==== Records for processing ====

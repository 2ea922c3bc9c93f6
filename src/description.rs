//! Serde model of the TOML scene files and its conversion into a `Scene`.

use crate::{
    camera::Camera,
    light::{DirectionalLight, Light, PointLight},
    material::Material,
    primitives::{Group, Intersect, Plane, Sphere, Transform, Triangle},
    scene::{Background, Scene},
};
use anyhow::{anyhow, bail, Context, Result};
use glam::{Mat4, Vec3};
use serde::Deserialize;
use std::sync::Arc;

#[derive(Debug, Deserialize)]
#[serde(deny_unknown_fields)]
pub struct SceneDescription {
    pub camera: CameraDescription,
    #[serde(default)]
    pub ambient: Vec3,
    #[serde(default)]
    pub background: Background,
    #[serde(default)]
    pub lights: Vec<LightDescription>,
    #[serde(default)]
    pub materials: Vec<Material>,
    #[serde(default)]
    pub objects: Vec<ObjectDescription>,
}

#[derive(Debug, Deserialize)]
#[serde(deny_unknown_fields)]
pub struct CameraDescription {
    pub center: Vec3,
    pub direction: Vec3,
    pub up: Vec3,
    /// Vertical field of view in degrees
    pub fov: f32,
}

#[derive(Debug, Deserialize)]
#[serde(tag = "type", rename_all = "snake_case")]
pub enum LightDescription {
    Directional {
        direction: Vec3,
        color: Vec3,
    },
    Point {
        position: Vec3,
        color: Vec3,
        #[serde(default)]
        falloff: f32,
    },
}

/// Objects refer to materials by their index in the material table
#[derive(Debug, Deserialize)]
#[serde(tag = "type", rename_all = "snake_case")]
pub enum ObjectDescription {
    Sphere {
        center: Vec3,
        radius: f32,
        material: usize,
    },
    Plane {
        normal: Vec3,
        offset: f32,
        material: usize,
    },
    Triangle {
        vertices: [Vec3; 3],
        normals: Option<[Vec3; 3]>,
        material: usize,
    },
    Group {
        objects: Vec<ObjectDescription>,
    },
    Transform {
        transforms: Vec<TransformOp>,
        object: Box<ObjectDescription>,
    },
}

/// A single step of a transform. Angles are in degrees, matrices row major.
#[derive(Clone, Debug, Deserialize)]
#[serde(rename_all = "snake_case")]
pub enum TransformOp {
    Translate(Vec3),
    Scale(Vec3),
    UniformScale(f32),
    XRotate(f32),
    YRotate(f32),
    ZRotate(f32),
    Rotate { axis: Vec3, angle: f32 },
    Matrix([f32; 16]),
}

impl TransformOp {
    pub fn matrix(&self) -> Mat4 {
        match self {
            TransformOp::Translate(offset) => Mat4::from_translation(*offset),
            TransformOp::Scale(scale) => Mat4::from_scale(*scale),
            TransformOp::UniformScale(scale) => Mat4::from_scale(Vec3::splat(*scale)),
            TransformOp::XRotate(angle) => Mat4::from_rotation_x(angle.to_radians()),
            TransformOp::YRotate(angle) => Mat4::from_rotation_y(angle.to_radians()),
            TransformOp::ZRotate(angle) => Mat4::from_rotation_z(angle.to_radians()),
            TransformOp::Rotate { axis, angle } => {
                Mat4::from_axis_angle(axis.normalize(), angle.to_radians())
            }
            TransformOp::Matrix(rows) => Mat4::from_cols_array(rows).transpose(),
        }
    }
}

/// The first operation listed is the outermost one
pub fn compose(transforms: &[TransformOp]) -> Mat4 {
    transforms
        .iter()
        .fold(Mat4::IDENTITY, |matrix, op| matrix * op.matrix())
}

impl SceneDescription {
    pub fn build(self, aspect: f32) -> Result<Scene> {
        let camera = self.camera.build(aspect).context("Invalid camera")?;
        let mut scene = Scene::new(camera)
            .with_ambient(self.ambient)
            .with_background(self.background);

        let materials = self
            .materials
            .into_iter()
            .map(|material| scene.add_material(material))
            .collect::<Vec<_>>();

        for (index, light) in self.lights.into_iter().enumerate() {
            let light = light
                .build()
                .with_context(|| format!("Invalid light #{}", index))?;
            scene.add_light(light);
        }

        for (index, object) in self.objects.into_iter().enumerate() {
            let object = object
                .build(&materials)
                .with_context(|| format!("Invalid object #{}", index))?;
            scene.add_object(object);
        }

        Ok(scene)
    }
}

/// Normalizes `vector`, zero or non-finite vectors have no direction
fn unit(vector: Vec3, name: &str) -> Result<Vec3> {
    vector
        .try_normalize()
        .ok_or_else(|| anyhow!("{} {} has no direction", name, vector))
}

impl CameraDescription {
    pub fn build(&self, aspect: f32) -> Result<Camera> {
        let direction = unit(self.direction, "Camera direction")?;
        if direction.cross(self.up).try_normalize().is_none() {
            bail!("Camera up {} is zero or parallel to the direction", self.up);
        }
        if !(self.fov > 0.0 && self.fov < 180.0) {
            bail!("Field of view must be between 0 and 180 degrees, got {}", self.fov);
        }

        Ok(Camera::new(self.center, direction, self.up, self.fov, aspect))
    }
}

impl LightDescription {
    pub fn build(self) -> Result<Box<dyn Light>> {
        let light: Box<dyn Light> = match self {
            LightDescription::Directional { direction, color } => {
                let direction = unit(direction, "Light direction")?;
                Box::new(DirectionalLight::new(direction, color))
            }
            LightDescription::Point {
                position,
                color,
                falloff,
            } => Box::new(PointLight::new(position, color, falloff)),
        };

        Ok(light)
    }
}

fn lookup(materials: &[Arc<Material>], index: usize) -> Result<Arc<Material>> {
    materials.get(index).cloned().ok_or_else(|| {
        anyhow!(
            "Material index {} is out of range, {} materials are defined",
            index,
            materials.len()
        )
    })
}

impl ObjectDescription {
    pub fn build(self, materials: &[Arc<Material>]) -> Result<Box<dyn Intersect>> {
        let object: Box<dyn Intersect> = match self {
            ObjectDescription::Sphere {
                center,
                radius,
                material,
            } => Box::new(Sphere::new(center, radius, lookup(materials, material)?)),
            ObjectDescription::Plane {
                normal,
                offset,
                material,
            } => Box::new(Plane::new(
                unit(normal, "Plane normal")?,
                offset,
                lookup(materials, material)?,
            )),
            ObjectDescription::Triangle {
                vertices,
                normals: Some(normals),
                material,
            } => Box::new(Triangle::new(
                vertices,
                normals,
                lookup(materials, material)?,
            )),
            ObjectDescription::Triangle {
                vertices,
                normals: None,
                material,
            } => Box::new(Triangle::flat(vertices, lookup(materials, material)?)),
            ObjectDescription::Group { objects } => {
                let mut group = Group::new();
                for (index, object) in objects.into_iter().enumerate() {
                    let object = object
                        .build(materials)
                        .with_context(|| format!("Invalid group member #{}", index))?;
                    group.add(object);
                }
                Box::new(group)
            }
            ObjectDescription::Transform { transforms, object } => {
                let child = object.build(materials)?;
                Box::new(Transform::new(compose(&transforms), child)?)
            }
        };

        Ok(object)
    }
}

====

● **About this exercise**
Output the data in full, exactly as it stands.

● **Finished task**
repository 2ea922c3bc9c93f6
filename src/description.rs
//! Serde model of the TOML scene files and its conversion into a `Scene`.

use crate::{
    camera::Camera,
    light::{DirectionalLight, Light, PointLight},
    material::Material,
    primitives::{Group, Intersect, Plane, Sphere, Transform, Triangle},
    scene::{Background, Scene},
};
use anyhow::{anyhow, bail, Context, Result};
use glam::{Mat4, Vec3};
use serde::Deserialize;
use std::sync::Arc;

#[derive(Debug, Deserialize)]
#[serde(deny_unknown_fields)]
pub struct SceneDescription {
    pub camera: CameraDescription,
    #[serde(default)]
    pub ambient: Vec3,
    #[serde(default)]
    pub background: Background,
    #[serde(default)]
    pub lights: Vec<LightDescription>,
    #[serde(default)]
    pub materials: Vec<Material>,
    #[serde(default)]
    pub objects: Vec<ObjectDescription>,
}

#[derive(Debug, Deserialize)]
#[serde(deny_unknown_fields)]
pub struct CameraDescription {
    pub center: Vec3,
    pub direction: Vec3,
    pub up: Vec3,
    /// Vertical field of view in degrees
    pub fov: f32,
}

#[derive(Debug, Deserialize)]
#[serde(tag = "type", rename_all = "snake_case")]
pub enum LightDescription {
    Directional {
        direction: Vec3,
        color: Vec3,
    },
    Point {
        position: Vec3,
        color: Vec3,
        #[serde(default)]
        falloff: f32,
    },
}

/// Objects refer to materials by their index in the material table
#[derive(Debug, Deserialize)]
#[serde(tag = "type", rename_all = "snake_case")]
pub enum ObjectDescription {
    Sphere {
        center: Vec3,
        radius: f32,
        material: usize,
    },
    Plane {
        normal: Vec3,
        offset: f32,
        material: usize,
    },
    Triangle {
        vertices: [Vec3; 3],
        normals: Option<[Vec3; 3]>,
        material: usize,
    },
    Group {
        objects: Vec<ObjectDescription>,
    },
    Transform {
        transforms: Vec<TransformOp>,
        object: Box<ObjectDescription>,
    },
}

/// A single step of a transform. Angles are in degrees, matrices row major.
#[derive(Clone, Debug, Deserialize)]
#[serde(rename_all = "snake_case")]
pub enum TransformOp {
    Translate(Vec3),
    Scale(Vec3),
    UniformScale(f32),
    XRotate(f32),
    YRotate(f32),
    ZRotate(f32),
    Rotate { axis: Vec3, angle: f32 },
    Matrix([f32; 16]),
}

impl TransformOp {
    pub fn matrix(&self) -> Mat4 {
        match self {
            TransformOp::Translate(offset) => Mat4::from_translation(*offset),
            TransformOp::Scale(scale) => Mat4::from_scale(*scale),
            TransformOp::UniformScale(scale) => Mat4::from_scale(Vec3::splat(*scale)),
            TransformOp::XRotate(angle) => Mat4::from_rotation_x(angle.to_radians()),
            TransformOp::YRotate(angle) => Mat4::from_rotation_y(angle.to_radians()),
            TransformOp::ZRotate(angle) => Mat4::from_rotation_z(angle.to_radians()),
            TransformOp::Rotate { axis, angle } => {
                Mat4::from_axis_angle(axis.normalize(), angle.to_radians())
            }
            TransformOp::Matrix(rows) => Mat4::from_cols_array(rows).transpose(),
        }
    }
}

/// The first operation listed is the outermost one
pub fn compose(transforms: &[TransformOp]) -> Mat4 {
    transforms
        .iter()
        .fold(Mat4::IDENTITY, |matrix, op| matrix * op.matrix())
}

impl SceneDescription {
    pub fn build(self, aspect: f32) -> Result<Scene> {
        let camera = self.camera.build(aspect).context("Invalid camera")?;
        let mut scene = Scene::new(camera)
            .with_ambient(self.ambient)
            .with_background(self.background);

        let materials = self
            .materials
            .into_iter()
            .map(|material| scene.add_material(material))
            .collect::<Vec<_>>();

        for (index, light) in self.lights.into_iter().enumerate() {
            let light = light
                .build()
                .with_context(|| format!("Invalid light #{}", index))?;
            scene.add_light(light);
        }

        for (index, object) in self.objects.into_iter().enumerate() {
            let object = object
                .build(&materials)
                .with_context(|| format!("Invalid object #{}", index))?;
            scene.add_object(object);
        }

        Ok(scene)
    }
}

/// Normalizes `vector`, zero or non-finite vectors have no direction
fn unit(vector: Vec3, name: &str) -> Result<Vec3> {
    vector
        .try_normalize()
        .ok_or_else(|| anyhow!("{} {} has no direction", name, vector))
}

impl CameraDescription {
    pub fn build(&self, aspect: f32) -> Result<Camera> {
        let direction = unit(self.direction, "Camera direction")?;
        if direction.cross(self.up).try_normalize().is_none() {
            bail!("Camera up {} is zero or parallel to the direction", self.up);
        }
        if !(self.fov > 0.0 && self.fov < 180.0) {
            bail!("Field of view must be between 0 and 180 degrees, got {}", self.fov);
        }

        Ok(Camera::new(self.center, direction, self.up, self.fov, aspect))
    }
}

impl LightDescription {
    pub fn build(self) -> Result<Box<dyn Light>> {
        let light: Box<dyn Light> = match self {
            LightDescription::Directional { direction, color } => {
                let direction = unit(direction, "Light direction")?;
                Box::new(DirectionalLight::new(direction, color))
            }
            LightDescription::Point {
                position,
                color,
                falloff,
            } => Box::new(PointLight::new(position, color, falloff)),
        };

        Ok(light)
    }
}

fn lookup(materials: &[Arc<Material>], index: usize) -> Result<Arc<Material>> {
    materials.get(index).cloned().ok_or_else(|| {
        anyhow!(
            "Material index {} is out of range, {} materials are defined",
            index,
            materials.len()
        )
    })
}

impl ObjectDescription {
    pub fn build(self, materials: &[Arc<Material>]) -> Result<Box<dyn Intersect>> {
        let object: Box<dyn Intersect> = match self {
            ObjectDescription::Sphere {
                center,
                radius,
                material,
            } => Box::new(Sphere::new(center, radius, lookup(materials, material)?)),
            ObjectDescription::Plane {
                normal,
                offset,
                material,
            } => Box::new(Plane::new(
                unit(normal, "Plane normal")?,
                offset,
                lookup(materials, material)?,
            )),
            ObjectDescription::Triangle {
                vertices,
                normals: Some(normals),
                material,
            } => Box::new(Triangle::new(
                vertices,
                normals,
                lookup(materials, material)?,
            )),
            ObjectDescription::Triangle {
                vertices,
                normals: None,
                material,
            } => Box::new(Triangle::flat(vertices, lookup(materials, material)?)),
            ObjectDescription::Group { objects } => {
                let mut group = Group::new();
                for (index, object) in objects.into_iter().enumerate() {
                    let object = object
                        .build(materials)
                        .with_context(|| format!("Invalid group member #{}", index))?;
                    group.add(object);
                }
                Box::new(group)
            }
            ObjectDescription::Transform { transforms, object } => {
                let child = object.build(materials)?;
                Box::new(Transform::new(compose(&transforms), child)?)
            }
        };

        Ok(object)
    }
}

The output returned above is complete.